Does Biden not understand that all of the closed small businesses he mentioned in his acceptance speech are closed because governors shut down their state’s economy?
Here’s the point: It is ludicrous to complain about the high unemployment rate and shuttered businesses at the same time one supports state lockdowns because the former is a direct result of the latter.
The high death rate. At this writing, there are about 177,000 COVID-19 deaths, the eighth highest death rate per capita. The virus has taken a terrible toll, though much lower than some of the initial predictions.
Would there have been fewer deaths had a Democrat been in charge? Probably not — if that Democrat was Cuomo, whose policies decimated New York’s nursing home population.
In a social justice effort to avoid discriminating against patients with COVID-19 who the state wanted to transfer to nursing homes, Cuomo’s Department of Health issued this guidance: “No resident shall be denied re-admission or admission to the NH [nursing home] solely based on a confirmed or suspected diagnosis of COVID-19. NHs are prohibited from requiring a hospitalized resident who is determined medically stable to be tested for COVID-19 prior to admission or readmission.”

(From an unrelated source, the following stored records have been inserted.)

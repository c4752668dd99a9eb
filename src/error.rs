use std::path::PathBuf;

/// Result type alias for the library
pub type Result<T> = std::result::Result<T, Error>;

/// Error types for the library
#[derive(Debug)]
pub enum Error {
    IoError(std::io::Error),
    ParseError { file: PathBuf, message: String },
    /// A file selected while looking for `name` in `package` could not be used.
    LocateError {
        package: String,
        name: String,
        source: Box<Error>,
    },
    SerializationError(String),
}

impl std::fmt::Display for Error {
    fn fmt(&self, f: &mut std::fmt::Formatter) -> std::fmt::Result {
        match self {
            Error::IoError(e) => write!(f, "IO error: {}", e),
            Error::ParseError { file, message } => {
                write!(f, "parse error in {}: {}", file.display(), message)
            }
            Error::LocateError {
                package,
                name,
                source,
            } => write!(f, "failed to locate {} in {}: {}", name, package, source),
            Error::SerializationError(msg) => write!(f, "serialization error: {}", msg),
        }
    }
}

impl std::error::Error for Error {
    fn source(&self) -> Option<&(dyn std::error::Error + 'static)> {
        match self {
            Error::IoError(e) => Some(e),
            Error::LocateError { source, .. } => Some(source.as_ref()),
            _ => None,
        }
    }
}

impl From<std::io::Error> for Error {
    fn from(err: std::io::Error) -> Self {
        Error::IoError(err)
    }
}

impl From<serde_json::Error> for Error {
    fn from(err: serde_json::Error) -> Self {
        Error::SerializationError(format!("JSON serialization error: {}", err))
    }
}

impl From<serde_yaml::Error> for Error {
    fn from(err: serde_yaml::Error) -> Self {
        Error::SerializationError(format!("YAML serialization error: {}", err))
    }
}

impl From<walkdir::Error> for Error {
    fn from(err: walkdir::Error) -> Self {
        match err.into_io_error() {
            Some(io) => Error::IoError(io),
            None => Error::IoError(std::io::Error::new(
                std::io::ErrorKind::Other,
                "filesystem loop detected",
            )),
        }
    }
}
use crate::error::Result;
use crate::locator::{Declaration, Locator, ProjectLayout};
use crate::types::{FieldDescriptor, QualifiedName, TypeRef};
use log::{debug, warn};
use serde::Serialize;
use std::collections::{HashMap, HashSet};

/// Type resolver - turns syntactic type references into structural descriptions
///
/// Named types are looked up through the [`Locator`] on first use and their
/// bodies stored in a declaration table keyed by [`QualifiedName`]. Everything
/// else refers to them by name, so self-referential types never nest.
pub struct TypeResolver {
    locator: Locator,
    /// Locator results, including misses, per (package, name)
    declarations: HashMap<QualifiedName, Option<Declaration>>,
    /// Resolved bodies of named types
    definitions: HashMap<QualifiedName, ResolvedType>,
    /// Named types whose bodies are being resolved right now
    resolving: HashSet<QualifiedName>,
}

/// Structural description of a type
#[derive(Debug, Clone, PartialEq, Eq, Serialize)]
#[serde(tag = "kind", content = "type", rename_all = "snake_case")]
pub enum ResolvedType {
    Primitive(Primitive),
    /// Reference to an entry of the declaration table
    Named(QualifiedName),
    /// A named type the locator could not find
    Unresolved(QualifiedName),
    /// Struct body
    Record(Vec<ResolvedField>),
    /// Body of a named non-struct type (`type Status string`)
    Alias(Box<ResolvedType>),
    /// Slice (`len` is `None`) or fixed array
    Array {
        len: Option<usize>,
        elem: Box<ResolvedType>,
    },
    Map {
        key: Box<ResolvedType>,
        value: Box<ResolvedType>,
    },
    Pointer(Box<ResolvedType>),
    /// Interface with at least one method; holds the method names
    Interface(Vec<String>),
}

/// Scalar types with a fixed schema
#[derive(Debug, Clone, Copy, PartialEq, Eq, Serialize)]
#[serde(rename_all = "snake_case")]
pub enum Primitive {
    Bool,
    String,
    Int,
    Int8,
    Int16,
    Int32,
    Int64,
    Uint,
    Uint8,
    Uint16,
    Uint32,
    Uint64,
    Float32,
    Float64,
    /// `[]byte`, base64 in JSON
    Bytes,
    DateTime,
    Uuid,
    /// `interface{}`, `any` and raw JSON
    Any,
    Error,
}

/// A struct field after resolution
#[derive(Debug, Clone, PartialEq, Eq, Serialize)]
pub struct ResolvedField {
    /// Go field name
    pub name: String,
    /// Serialized name; `None` if the field is not serialized on its own
    pub json_name: Option<String>,
    /// Embedded without a JSON name, members are promoted
    pub flatten: bool,
    pub omit_empty: bool,
    #[serde(rename = "type")]
    pub ty: ResolvedType,
}

impl ResolvedField {
    /// Serialized, not `omitempty` and not a pointer.
    pub fn is_required(&self) -> bool {
        self.json_name.is_some() && !self.omit_empty && !matches!(self.ty, ResolvedType::Pointer(_))
    }
}

/// Result of a nested field walk
#[derive(Debug, Clone, PartialEq, Eq)]
pub struct Nested {
    /// Last type reached
    pub ty: TypeRef,
    /// Package context `ty` must be resolved in
    pub package: String,
}

impl TypeResolver {
    /// Create a new TypeResolver on top of a locator
    pub fn new(locator: Locator) -> Self {
        debug!("Initializing TypeResolver for {}", locator.layout().root.display());
        Self {
            locator,
            declarations: HashMap::new(),
            definitions: HashMap::new(),
            resolving: HashSet::new(),
        }
    }

    pub fn layout(&self) -> &ProjectLayout {
        self.locator.layout()
    }

    pub fn locator_mut(&mut self) -> &mut Locator {
        &mut self.locator
    }

    /// Declaration of `name` in `package`, located once and cached.
    ///
    /// # Errors
    ///
    /// Propagates locator failures (unreadable or malformed source).
    pub fn declaration(&mut self, package: &str, name: &str) -> Result<Option<Declaration>> {
        let qn = QualifiedName::new(package, name);
        if let Some(cached) = self.declarations.get(&qn) {
            debug!("Declaration {} found in cache", qn);
            return Ok(cached.clone());
        }

        let declaration = self
            .locator
            .locate(name, package)?
            .map(|located| located.declaration);
        self.declarations.insert(qn, declaration.clone());
        Ok(declaration)
    }

    /// Resolves a type reference written in `package`.
    ///
    /// Named types are defined in the declaration table as a side effect and
    /// returned as [`ResolvedType::Named`].
    pub fn resolve(&mut self, ty: &TypeRef, package: &str) -> Result<ResolvedType> {
        let resolved = match ty {
            TypeRef::Named {
                name,
                package: origin,
            } => match origin {
                Some(origin) => match well_known(origin, name) {
                    Some(primitive) => ResolvedType::Primitive(primitive),
                    None => self.resolve_named(origin, name)?,
                },
                None => match builtin(name) {
                    Some(primitive) => ResolvedType::Primitive(primitive),
                    None => self.resolve_named(package, name)?,
                },
            },
            TypeRef::Imported { package, next } => self.resolve(next, package)?,
            TypeRef::Pointer { next } => {
                ResolvedType::Pointer(Box::new(self.resolve(next, package)?))
            }
            TypeRef::Slice { next } if is_byte(next) => ResolvedType::Primitive(Primitive::Bytes),
            TypeRef::Slice { next } | TypeRef::Ellipsis { next } => ResolvedType::Array {
                len: None,
                elem: Box::new(self.resolve(next, package)?),
            },
            TypeRef::Array { len, next } => ResolvedType::Array {
                len: Some(*len),
                elem: Box::new(self.resolve(next, package)?),
            },
            TypeRef::Map { key, value } => ResolvedType::Map {
                key: Box::new(self.resolve(key, package)?),
                value: Box::new(self.resolve(value, package)?),
            },
            TypeRef::Interface { methods } if methods.is_empty() => {
                ResolvedType::Primitive(Primitive::Any)
            }
            TypeRef::Interface { methods } => {
                ResolvedType::Interface(methods.iter().map(|m| m.name.clone()).collect())
            }
            TypeRef::Struct { fields } => {
                ResolvedType::Record(self.resolve_fields(fields, package)?)
            }
        };
        Ok(resolved)
    }

    /// Resolves struct fields written in `package`.
    pub fn resolve_fields(
        &mut self,
        fields: &[FieldDescriptor],
        package: &str,
    ) -> Result<Vec<ResolvedField>> {
        fields
            .iter()
            .map(|field| {
                Ok(ResolvedField {
                    name: field.name.clone(),
                    json_name: field.json_name(),
                    flatten: field.is_flattened(),
                    omit_empty: field.omit_empty(),
                    ty: self.resolve(&field.ty, package)?,
                })
            })
            .collect()
    }

    /// Body of a named type, resolving and storing it on first use.
    ///
    /// Returns `Ok(None)` if the declaration cannot be found.
    pub fn resolve_declared(&mut self, package: &str, name: &str) -> Result<Option<ResolvedType>> {
        let qn = QualifiedName::new(package, name);
        if let Some(definition) = self.definitions.get(&qn) {
            return Ok(Some(definition.clone()));
        }

        let Some(declaration) = self.declaration(package, name)? else {
            return Ok(None);
        };

        debug!("Resolving body of {}", qn);
        self.resolving.insert(qn.clone());
        let body = self.resolve_body(&declaration, package);
        self.resolving.remove(&qn);

        let body = body?;
        self.definitions.insert(qn, body.clone());
        Ok(Some(body))
    }

    /// Table entry for a named type resolved earlier.
    pub fn definition(&self, qn: &QualifiedName) -> Option<&ResolvedType> {
        self.definitions.get(qn)
    }

    /// Walks a dotted field path starting at `ty`.
    ///
    /// Pointers and import wrappers are looked through, named types are
    /// located and entered, and struct fields are matched by Go name. The walk
    /// stops at containers and interfaces, at names that cannot be located, and
    /// at the first segment with no matching field; the last type reached is
    /// returned in each case.
    pub fn nested_type(&mut self, ty: &TypeRef, package: &str, path: &[&str]) -> Result<Nested> {
        let mut current = ty.clone();
        let mut package = package.to_string();
        let mut remaining = path;
        let mut entered: HashSet<QualifiedName> = HashSet::new();

        while let Some(segment) = remaining.first() {
            match current {
                TypeRef::Imported {
                    package: origin,
                    next,
                } => {
                    package = origin;
                    current = *next;
                }
                TypeRef::Pointer { next } => current = *next,
                TypeRef::Named {
                    ref name,
                    package: ref origin,
                } => {
                    if origin.is_none() && builtin(name).is_some() {
                        break;
                    }
                    let context = origin.clone().unwrap_or_else(|| package.clone());
                    if !entered.insert(QualifiedName::new(context.as_str(), name.as_str())) {
                        break;
                    }
                    match self.declaration(&context, name)? {
                        Some(declaration) => {
                            package = context;
                            current = declaration.to_type_ref();
                        }
                        None => {
                            debug!("Nested walk stopped at unknown type {}", name);
                            break;
                        }
                    }
                }
                TypeRef::Struct { ref fields } => {
                    match fields.iter().find(|field| field.name == *segment) {
                        Some(field) => {
                            current = field.ty.clone();
                            remaining = &remaining[1..];
                        }
                        None => {
                            warn!("No field {} in nested path {}", segment, path.join("."));
                            break;
                        }
                    }
                }
                _ => break,
            }
        }

        Ok(Nested {
            ty: current,
            package,
        })
    }

    fn resolve_named(&mut self, package: &str, name: &str) -> Result<ResolvedType> {
        let qn = QualifiedName::new(package, name);

        // Back-edges of a cycle stay references
        if self.definitions.contains_key(&qn) || self.resolving.contains(&qn) {
            return Ok(ResolvedType::Named(qn));
        }

        match self.resolve_declared(package, name)? {
            Some(_) => Ok(ResolvedType::Named(qn)),
            None => {
                warn!("Could not resolve type: {}", qn);
                Ok(ResolvedType::Unresolved(qn))
            }
        }
    }

    fn resolve_body(&mut self, declaration: &Declaration, package: &str) -> Result<ResolvedType> {
        match declaration {
            Declaration::Struct(decl) => Ok(ResolvedType::Record(
                self.resolve_fields(&decl.fields, package)?,
            )),
            Declaration::Interface(decl) => Ok(ResolvedType::Interface(
                decl.methods.iter().map(|m| m.name.clone()).collect(),
            )),
            Declaration::Alias(decl) => Ok(ResolvedType::Alias(Box::new(
                self.resolve(&decl.target, package)?,
            ))),
        }
    }
}

/// Whether `name` is a Go predeclared type.
pub fn is_builtin(name: &str) -> bool {
    builtin(name).is_some()
}

fn builtin(name: &str) -> Option<Primitive> {
    let primitive = match name {
        "bool" => Primitive::Bool,
        "string" => Primitive::String,
        "int" => Primitive::Int,
        "int8" => Primitive::Int8,
        "int16" => Primitive::Int16,
        "int32" | "rune" => Primitive::Int32,
        "int64" => Primitive::Int64,
        "uint" => Primitive::Uint,
        "uint8" | "byte" => Primitive::Uint8,
        "uint16" => Primitive::Uint16,
        "uint32" => Primitive::Uint32,
        "uint64" | "uintptr" => Primitive::Uint64,
        "float32" => Primitive::Float32,
        "float64" => Primitive::Float64,
        "any" | "complex64" | "complex128" => Primitive::Any,
        "error" => Primitive::Error,
        _ => return None,
    };
    Some(primitive)
}

/// Library types with a known JSON shape
fn well_known(package: &str, name: &str) -> Option<Primitive> {
    match (package, name) {
        ("time", "Time") => Some(Primitive::DateTime),
        ("time", "Duration") => Some(Primitive::Int64),
        ("encoding/json", "RawMessage") => Some(Primitive::Any),
        (package, "UUID") if package.ends_with("uuid") => Some(Primitive::Uuid),
        _ => None,
    }
}

fn is_byte(ty: &TypeRef) -> bool {
    matches!(ty, TypeRef::Named { name, package: None } if name == "byte" || name == "uint8")
}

Putting COVID-19 positive seniors in nursing homes cost thousands of seniors their lives. Sometimes what you don’t know WILL hurt you.
How many deaths? The state says 6,600, but no one believes that number. The Associated Press wrote on August 10, “New York’s coronavirus death toll in nursing homes, already among the highest in the nation, could actually be a significant undercount. Unlike every other state with major outbreaks, New York only counts residents who died on nursing home property and not those who were transported to hospitals and died there.”

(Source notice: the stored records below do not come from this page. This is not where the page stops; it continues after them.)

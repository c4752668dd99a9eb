use crate::annotations::{self, Annotations};
use crate::error::Result;
use crate::model::{Method, ParamBinding, ParamLocation, ResponseOverride, Service};
use crate::schema_generator::{Schema, SchemaGenerator};
use crate::type_resolver::ResolvedType;
use crate::types::{QualifiedName, TypeRef};
use log::{debug, info, warn};
use serde::{Deserialize, Serialize};
use std::collections::BTreeMap;

pub const CONTENT_JSON: &str = "application/json";
pub const CONTENT_MULTIPART: &str = "multipart/form-data";

/// OpenAPI document builder
pub struct OpenApiBuilder {
    /// OpenAPI info section
    info: Info,
    servers: Vec<Server>,
    /// Paths collection (URL path -> PathItem)
    paths: BTreeMap<String, PathItem>,
}

/// OpenAPI Info object
#[derive(Debug, Clone, PartialEq, Serialize, Deserialize)]
pub struct Info {
    /// API title
    pub title: String,
    /// API version
    pub version: String,
    /// API description
    #[serde(skip_serializing_if = "Option::is_none")]
    pub description: Option<String>,
}

/// OpenAPI Server object
#[derive(Debug, Clone, PartialEq, Serialize, Deserialize)]
pub struct Server {
    pub url: String,
    #[serde(skip_serializing_if = "Option::is_none")]
    pub description: Option<String>,
}

/// OpenAPI PathItem object - represents all operations for a single path
#[derive(Debug, Clone, Default, Serialize, Deserialize)]
pub struct PathItem {
    /// GET operation
    #[serde(skip_serializing_if = "Option::is_none")]
    pub get: Option<Operation>,
    /// POST operation
    #[serde(skip_serializing_if = "Option::is_none")]
    pub post: Option<Operation>,
    /// PUT operation
    #[serde(skip_serializing_if = "Option::is_none")]
    pub put: Option<Operation>,
    /// DELETE operation
    #[serde(skip_serializing_if = "Option::is_none")]
    pub delete: Option<Operation>,
    /// PATCH operation
    #[serde(skip_serializing_if = "Option::is_none")]
    pub patch: Option<Operation>,
    /// OPTIONS operation
    #[serde(skip_serializing_if = "Option::is_none")]
    pub options: Option<Operation>,
    /// HEAD operation
    #[serde(skip_serializing_if = "Option::is_none")]
    pub head: Option<Operation>,
}

impl PathItem {
    /// Operation slot for an upper-case HTTP verb.
    fn slot(&mut self, verb: &str) -> Option<&mut Option<Operation>> {
        match verb {
            "GET" => Some(&mut self.get),
            "POST" => Some(&mut self.post),
            "PUT" => Some(&mut self.put),
            "DELETE" => Some(&mut self.delete),
            "PATCH" => Some(&mut self.patch),
            "OPTIONS" => Some(&mut self.options),
            "HEAD" => Some(&mut self.head),
            _ => None,
        }
    }
}

/// OpenAPI Operation object - represents a single API operation
#[derive(Debug, Clone, Serialize, Deserialize)]
pub struct Operation {
    #[serde(skip_serializing_if = "Option::is_none")]
    pub tags: Option<Vec<String>>,
    /// Operation summary
    #[serde(skip_serializing_if = "Option::is_none")]
    pub summary: Option<String>,
    /// Operation description
    #[serde(skip_serializing_if = "Option::is_none")]
    pub description: Option<String>,
    /// Operation ID
    #[serde(rename = "operationId", skip_serializing_if = "Option::is_none")]
    pub operation_id: Option<String>,
    #[serde(skip_serializing_if = "Option::is_none")]
    pub deprecated: Option<bool>,
    /// Parameters (path, header, cookie)
    #[serde(skip_serializing_if = "Option::is_none")]
    pub parameters: Option<Vec<Parameter>>,
    /// Request body
    #[serde(rename = "requestBody", skip_serializing_if = "Option::is_none")]
    pub request_body: Option<RequestBody>,
    /// Responses
    pub responses: BTreeMap<String, Response>,
}

/// OpenAPI Parameter object
#[derive(Debug, Clone, Serialize, Deserialize)]
pub struct Parameter {
    /// Parameter name
    pub name: String,
    /// Parameter location (path, header, cookie)
    #[serde(rename = "in")]
    pub location: String,
    /// Whether the parameter is required
    pub required: bool,
    /// Parameter schema
    pub schema: Schema,
    /// Parameter description
    #[serde(skip_serializing_if = "Option::is_none")]
    pub description: Option<String>,
}

/// OpenAPI RequestBody object
#[derive(Debug, Clone, Serialize, Deserialize)]
pub struct RequestBody {
    /// Request body description
    #[serde(skip_serializing_if = "Option::is_none")]
    pub description: Option<String>,
    /// Whether the request body is required
    pub required: bool,
    /// Content types and their schemas
    pub content: BTreeMap<String, MediaType>,
}

/// OpenAPI MediaType object
#[derive(Debug, Clone, Serialize, Deserialize)]
pub struct MediaType {
    /// Schema for this media type
    pub schema: Schema,
}

/// OpenAPI Response object
#[derive(Debug, Clone, Serialize, Deserialize)]
pub struct Response {
    /// Response description
    pub description: String,
    #[serde(skip_serializing_if = "Option::is_none")]
    pub headers: Option<BTreeMap<String, Header>>,
    /// Response content
    #[serde(skip_serializing_if = "Option::is_none")]
    pub content: Option<BTreeMap<String, MediaType>>,
}

/// OpenAPI Header object
#[derive(Debug, Clone, Serialize, Deserialize)]
pub struct Header {
    #[serde(skip_serializing_if = "Option::is_none")]
    pub description: Option<String>,
    pub schema: Schema,
}

/// OpenAPI Components object
#[derive(Debug, Clone, Serialize, Deserialize)]
pub struct Components {
    /// Schema definitions
    #[serde(skip_serializing_if = "Option::is_none")]
    pub schemas: Option<BTreeMap<String, Schema>>,
}

/// Complete OpenAPI document
#[derive(Debug, Clone, Serialize, Deserialize)]
pub struct OpenApiDocument {
    /// OpenAPI version
    pub openapi: String,
    /// API info
    pub info: Info,
    #[serde(skip_serializing_if = "Option::is_none")]
    pub servers: Option<Vec<Server>>,
    /// API paths
    pub paths: BTreeMap<String, PathItem>,
    /// Components (schemas, etc.)
    #[serde(skip_serializing_if = "Option::is_none")]
    pub components: Option<Components>,
}

/// Directives of all services layered in declaration order, later services win.
pub fn document_annotations(services: &[Service]) -> Annotations {
    services
        .iter()
        .fold(Annotations::new(), |acc, service| acc.merge(&service.annotations))
}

The good news is that as bad as the death rate from COVID-19 has been, it’s been improving for months. According to the Wall Street Journal, the 7-day rolling average of deaths peaked on April 17 — just one month after Trump declared a national emergency.
To be clear, I am not arguing that the Trump administration has done a great job. The “experts” have made a lot of mistakes — like the CDC flubbing its initial COVID-19 tests. But both the experts and our elected leaders had a very difficult learning curve in dealing with new virus, and it is very likely that any administration, Republican or Democratic, would have made a number of mistakes.
Despite all of the Democratic claims of pandemic competence, there is little reason to think that the party could have handled the virus any better.